Attachment #450585 - Flags: review?(ted.mielczarek)
Bee:
We don't have an infinite supply of manpower, which is why we rely so heavily on contributions from people like Chris. We do have a process for accepting patches, which is that they need to be reviewed by a module peer. Chris' patch has not yet been reviewed, so it can't be landed. Hopefully we'll get someone to review it soon and get it landed, since Chris has indeed done some great work here.

Calling people names and casting aspersions is not a great way to convince people to work with you, however.
Assignee: nobody → chrisd.mang
Comment on attachment 450584 [details] [diff] [review]
Patch for non-blocking SOCKS I/O layer updated to reflect new source locations.

Jason, if you don't have time for this, could you redirect to someone else? I'll review the test changes Chris made.
Attachment #450584 - Flags: review?(jduell.mcbugs)
Status: NEW → ASSIGNED
It's working on NetBSD 5.0.2/Firefox 3.6.3 as well. Any hope to have the patch reviewed and committed to trunk?
Attachment #450584 - Flags: review?(jduell.mcbugs) → review?(michal.novotny)
The problem is that there aren't any SOCKS experts active in the project, so reviewing the patch requires someone to get up to speed on the SOCKS stuff first...

Michal, are you actively working on this?  If so, do you have anything like an ETA?  If not, do we need to find someone else to do it?
I think I can do it on Tuesday/Wednesday.
When will this non-blocking socket patch be applied to official release?
odakim: after it's reviewed, approved, committed, and released. we don't read tea leaves. just be patient. it could take 5 years, or it could be present in the next release, whose date we don't even know.
> odakim: after it's reviewed, approved, committed, and released.
> just be patient

After five years, in which step are we in?!!!!!! 
are we before the first one?!!!! lolol!!!!!!!!!!!!

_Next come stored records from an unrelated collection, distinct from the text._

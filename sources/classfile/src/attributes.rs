use crate::{
    classfile::{Indexed, Resolvable},
    constants::{ATTR_CODE, ATTR_CONSTANT_VALUE},
    pool::{ConstantEntry, ConstantPool, ConstantUtf8},
};
use anyhow::{anyhow, Result};
use bytes::Bytes;

use crate::bytes_ext::SafeBuf;

/// A single attribute. Payloads are raw bytes; anything the engine does not
/// rewrite passes through untouched.
#[derive(Debug, Clone)]
pub struct Attribute {
    pub name: Indexed<ConstantUtf8>,
    pub data: Vec<u8>,
}

#[derive(Debug, Clone)]
pub struct Attributes {
    pub values: Vec<Attribute>,
}

impl Attributes {
    pub fn empty() -> Self {
        Self { values: vec![] }
    }

    pub fn parse(bytes: &mut Bytes, constant_pool: &ConstantPool) -> Result<Self> {
        let length = bytes.try_get_u16()?;
        let mut attributes = Attributes {
            values: Vec::with_capacity(length.into()),
        };

        for _ in 0..length {
            let name = constant_pool.address(bytes.try_get_u16()?);
            let attr_length = bytes.try_get_u32()?;
            let mut info: Vec<u8> = Vec::with_capacity(attr_length as usize);

            for _ in 0..attr_length {
                info.push(bytes.try_get_u8()?);
            }

            attributes.values.push(Attribute { name, data: info });
        }

        Ok(attributes)
    }

    pub fn encode_into(&self, bytes: &mut Vec<u8>) -> Result<()> {
        if self.values.len() > u16::MAX as usize {
            return Err(anyhow!("attribute count exceeds format limit"));
        }

        bytes.extend_from_slice(&(self.values.len() as u16).to_be_bytes());
        for attr in self.values.iter() {
            bytes.extend_from_slice(&attr.name.index().to_be_bytes());
            bytes.extend_from_slice(&(attr.data.len() as u32).to_be_bytes());
            bytes.extend_from_slice(&attr.data);
        }

        Ok(())
    }

    pub fn find(&self, id: &str) -> Result<Option<&Attribute>> {
        for attr in self.values.iter() {
            if attr.name.try_resolve()?.try_string()? == id {
                return Ok(Some(attr));
            }
        }

        Ok(None)
    }

    /// Replaces the payload of the named attribute, or appends it when the
    /// member did not carry one yet. `name_index` must be the pool index of
    /// the attribute's name.
    pub fn replace(&mut self, id: &str, name_index: Indexed<ConstantUtf8>, data: Vec<u8>) -> Result<()> {
        for attr in self.values.iter_mut() {
            if attr.name.try_resolve()?.try_string()? == id {
                attr.data = data;
                return Ok(());
            }
        }

        self.values.push(Attribute {
            name: name_index,
            data,
        });

        Ok(())
    }

    pub fn remove(&mut self, id: &str) -> Result<bool> {
        let mut found = None;
        for (i, attr) in self.values.iter().enumerate() {
            if attr.name.try_resolve()?.try_string()? == id {
                found = Some(i);
                break;
            }
        }

        if let Some(i) = found {
            self.values.remove(i);
        }

        Ok(found.is_some())
    }

    pub fn known_attribute<T>(&self, constant_pool: &ConstantPool) -> Result<T>
    where
        T: KnownAttribute,
    {
        let attr = self
            .find(T::id())?
            .ok_or_else(|| anyhow!("could not locate known attribute {}", T::id()))?;

        let bytes = Bytes::copy_from_slice(&attr.data);
        T::decode(bytes, constant_pool)
    }
}

pub trait KnownAttribute
where
    Self: Sized,
{
    fn decode(bytes: Bytes, constant_pool: &ConstantPool) -> Result<Self>;
    fn id() -> &'static str;
}

#[derive(Debug, Clone)]
pub struct CodeAttribute {
    pub max_stack: u16,
    pub max_locals: u16,
    pub code: Vec<u8>,
    pub exception_table: Vec<ExceptionEntry>,
    pub attributes: Attributes,
}

impl KnownAttribute for CodeAttribute {
    fn decode(mut bytes: Bytes, constant_pool: &ConstantPool) -> Result<Self> {
        let max_stack = bytes.try_get_u16()?;
        let max_locals = bytes.try_get_u16()?;

        let code_length = bytes.try_get_u32()?;
        let mut code: Vec<u8> = Vec::with_capacity(code_length as usize);
        for _ in 0..code_length {
            code.push(bytes.try_get_u8()?);
        }

        let exception_length = bytes.try_get_u16()?;
        let mut exception_table: Vec<ExceptionEntry> = Vec::with_capacity(exception_length.into());
        for _ in 0..exception_length {
            exception_table.push(ExceptionEntry {
                start_pc: bytes.try_get_u16()?,
                end_pc: bytes.try_get_u16()?,
                handler_pc: bytes.try_get_u16()?,
                catch_type: bytes.try_get_u16()?,
            })
        }
        let attributes = Attributes::parse(&mut bytes, constant_pool)?;

        Ok(CodeAttribute {
            max_stack,
            max_locals,
            code,
            exception_table,
            attributes,
        })
    }

    fn id() -> &'static str {
        ATTR_CODE
    }
}

impl CodeAttribute {
    pub fn encode(&self) -> Result<Vec<u8>> {
        let mut bytes = Vec::new();

        bytes.extend_from_slice(&self.max_stack.to_be_bytes());
        bytes.extend_from_slice(&self.max_locals.to_be_bytes());
        bytes.extend_from_slice(&(self.code.len() as u32).to_be_bytes());
        bytes.extend_from_slice(&self.code);

        bytes.extend_from_slice(&(self.exception_table.len() as u16).to_be_bytes());
        for entry in self.exception_table.iter() {
            bytes.extend_from_slice(&entry.start_pc.to_be_bytes());
            bytes.extend_from_slice(&entry.end_pc.to_be_bytes());
            bytes.extend_from_slice(&entry.handler_pc.to_be_bytes());
            bytes.extend_from_slice(&entry.catch_type.to_be_bytes());
        }

        self.attributes.encode_into(&mut bytes)?;

        Ok(bytes)
    }
}

#[derive(Debug, Clone)]
pub struct ExceptionEntry {
    pub start_pc: u16,
    pub end_pc: u16,
    pub handler_pc: u16,
    // Raw pool index; 0 means "any"
    pub catch_type: u16,
}

#[derive(Debug, Clone)]
pub struct ConstantValueAttribute {
    pub value: Indexed<ConstantEntry>,
}

impl KnownAttribute for ConstantValueAttribute {
    fn decode(mut bytes: Bytes, constant_pool: &ConstantPool) -> Result<Self> {
        Ok(ConstantValueAttribute {
            value: constant_pool.address(bytes.try_get_u16()?),
        })
    }

    fn id() -> &'static str {
        ATTR_CONSTANT_VALUE
    }
}

impl ConstantValueAttribute {
    pub fn encode(value_index: u16) -> Vec<u8> {
        value_index.to_be_bytes().to_vec()
    }
}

Hopefully this patch will be applied within the current century!!!!!!!!!!!! but i ain't going to hold my breath!!!!
Perhaps somebody has to turn this patch into a "blocking" thing!!!!!! YEAH!! because atm, nobody at mozilla seems to care enough about it!!!

bye!!!!!!!!
~bee!!!!
A BUMP a day, keeps Mozilla awake!!
soget, please do not bump bugs. Bugzila is not a forum, and doing so will only get you banned for spamming. Also, do not post this bug on other, unrelated bugs.
Comment on attachment 450584 [details] [diff] [review]
Patch for non-blocking SOCKS I/O layer updated to reflect new source locations.

Chris, the patch looks good in general. Most of my comments are just about the coding style.

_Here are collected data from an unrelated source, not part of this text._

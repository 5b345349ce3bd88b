//! Parsing, in-memory mutation and re-encoding of JVM class files.
//!
//! The representation is deliberately shallow: attribute payloads that the
//! patch engine never touches are kept as raw bytes so they round-trip
//! unchanged through a parse / encode cycle.

pub mod attributes;
pub mod bytes_ext;
pub mod classfile;
pub mod constants;
pub mod flags;
pub mod parser;
pub mod pool;
pub mod writer;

> +        rv = dns->Resolve(mProxyHost, 0, getter_AddRefs(mDnsRec));
> +        if (NS_FAILED(rv)) {
> +            LOGERROR(("socks: DNS lookup for SOCKS proxy %s failed",

Since our goal is to make connecting non-blocking it makes sense to use AsyncResolve() instead of blocking Resolve().

> +    PRInt32 IsConnected() const { return mState == SOCKS_CONNECTED; }

PRInt32 -> PRBool

> +const char *
> +nsSOCKSSocketInfo::StateToStr() const
> +{
> +    switch (mState) {
> +        case SOCKS_INITIAL:
> +            return "SOCKS_INITIAL";

Log the state only as a number and remove the StateToStr() method.

>  const nsCString &DestinationHost() { return mDestinationHost; }
>  const nsCString &ProxyHost()       { return mProxyHost; }
>  PRInt32          ProxyPort()       { return mProxyPort; }
>  PRInt32          Version()         { return mVersion; }
>  PRUint32         Flags()           { return mFlags; }

These methods are no longer used, remove them.

> +PRStatus
> +nsSOCKSSocketInfo::ContinueConnectingToProxy(PRFileDesc *fd, PRInt16 oflags)
> +{
> +    PRStatus status;
> +
> +    NS_ABORT_IF_FALSE(mState == SOCKS_CONNECTING_TO_PROXY,
> +                      "Continuing connection in wrong state!");

Checking the state here (and in other similar cases) doesn't make much sense, because the method is called only in the correct state. Please keep only meaningful checks and change them to NS_ASSERTION. Also note that these macros do nothing in release build. So any case that should be handled as error should really throw some error.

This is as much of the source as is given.